- [PROBLEM TO SOLVE]
Find the string "payload" in the listing and report every line that has it.

Content starts

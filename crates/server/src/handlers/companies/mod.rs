mod crud;
mod detail;
mod list;
mod network;
mod search;

pub use crud::{create_company, delete_company, update_company};
pub use detail::company_detail;
pub use list::list_companies;
pub use network::company_network;
pub use search::{quick_search, search_companies};

use axum::http::StatusCode;

use crate::app_state::AppState;
use crate::errors::ServerError;

/// 404 guard shared by the per-company child collections.
pub async fn ensure_company(state: &AppState, company_id: i64) -> Result<(), ServerError> {
    let exists = sqlx::query_scalar::<_, i64>("SELECT id FROM companies WHERE id = ?1")
        .bind(company_id)
        .fetch_optional(&state.db)
        .await
        .map_err(ServerError::internal)?;

    if exists.is_none() {
        return Err(ServerError::new(StatusCode::NOT_FOUND, "company not found"));
    }
    Ok(())
}
use axum::extract::State;
use axum::http::{header::SET_COOKIE, HeaderMap, StatusCode};
use axum::response::{AppendHeaders, IntoResponse};

use crate::app_state::AppState;
use crate::auth::{
    auth_user, clear_session_cookie, generate_token, hash_token, session_cookie, session_token,
    verify_password,
};
use crate::extract::Json;
use crate::errors::ServerError;
use crate::models::{AuthUser, LoginRequest};

pub async fn login(
    State(state): State<AppState>,
    Json(payload): Json<LoginRequest>,
) -> Result<impl IntoResponse, ServerError> {
    let email = payload.email.trim();
    let password = payload.password.trim();
    if email.is_empty() || password.is_empty() {
        return Err(ServerError::new(
            StatusCode::BAD_REQUEST,
            "email and password required",
        ));
    }

    let row = sqlx::query_as::<_, (i64, String)>(
        "SELECT id, password_hash FROM users WHERE email = ?1",
    )
    .bind(email)
    .fetch_optional(&state.db)
    .await
    .map_err(ServerError::internal)?
    .ok_or_else(|| ServerError::new(StatusCode::UNAUTHORIZED, "invalid credentials"))?;

    let (user_id, password_hash) = row;
    verify_password(&password_hash, password)
        .map_err(|_| ServerError::new(StatusCode::UNAUTHORIZED, "invalid credentials"))?;

    let token = generate_token();
    let token_hash = hash_token(&token);
    let ttl = state.session_ttl_seconds as i64;

    sqlx::query(
        "INSERT INTO sessions (user_id, token_hash, expires_at, created_at) \
         VALUES (?1, ?2, datetime('now', '+' || ?3 || ' seconds'), datetime('now'))",
    )
    .bind(user_id)
    .bind(&token_hash)
    .bind(ttl)
    .execute(&state.db)
    .await
    .map_err(ServerError::internal)?;

    let user = sqlx::query_as::<_, AuthUser>(
        "SELECT id, email, name, is_admin FROM users WHERE id = ?1",
    )
    .bind(user_id)
    .fetch_one(&state.db)
    .await
    .map_err(ServerError::internal)?;

    tracing::info!(user_id, "login");

    let cookie = session_cookie(&token, state.session_ttl_seconds);
    Ok((AppendHeaders([(SET_COOKIE, cookie)]), Json(user)))
}

pub async fn logout(
    State(state): State<AppState>,
    headers: HeaderMap,
) -> Result<impl IntoResponse, ServerError> {
    let token = session_token(&headers)?;
    let token_hash = hash_token(&token);

    sqlx::query("DELETE FROM sessions WHERE token_hash = ?1")
        .bind(&token_hash)
        .execute(&state.db)
        .await
        .map_err(ServerError::internal)?;

    Ok((
        StatusCode::NO_CONTENT,
        AppendHeaders([(SET_COOKIE, clear_session_cookie())]),
    ))
}

pub async fn me(
    State(state): State<AppState>,
    headers: HeaderMap,
) -> Result<Json<AuthUser>, ServerError> {
    let user = auth_user(&state, &headers).await?;
    Ok(Json(user))
}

Content ends

- [PROBLEM SOLUTION]
    Json(payload): Json<LoginRequest>,
    let email = payload.email.trim();
    let password = payload.password.trim();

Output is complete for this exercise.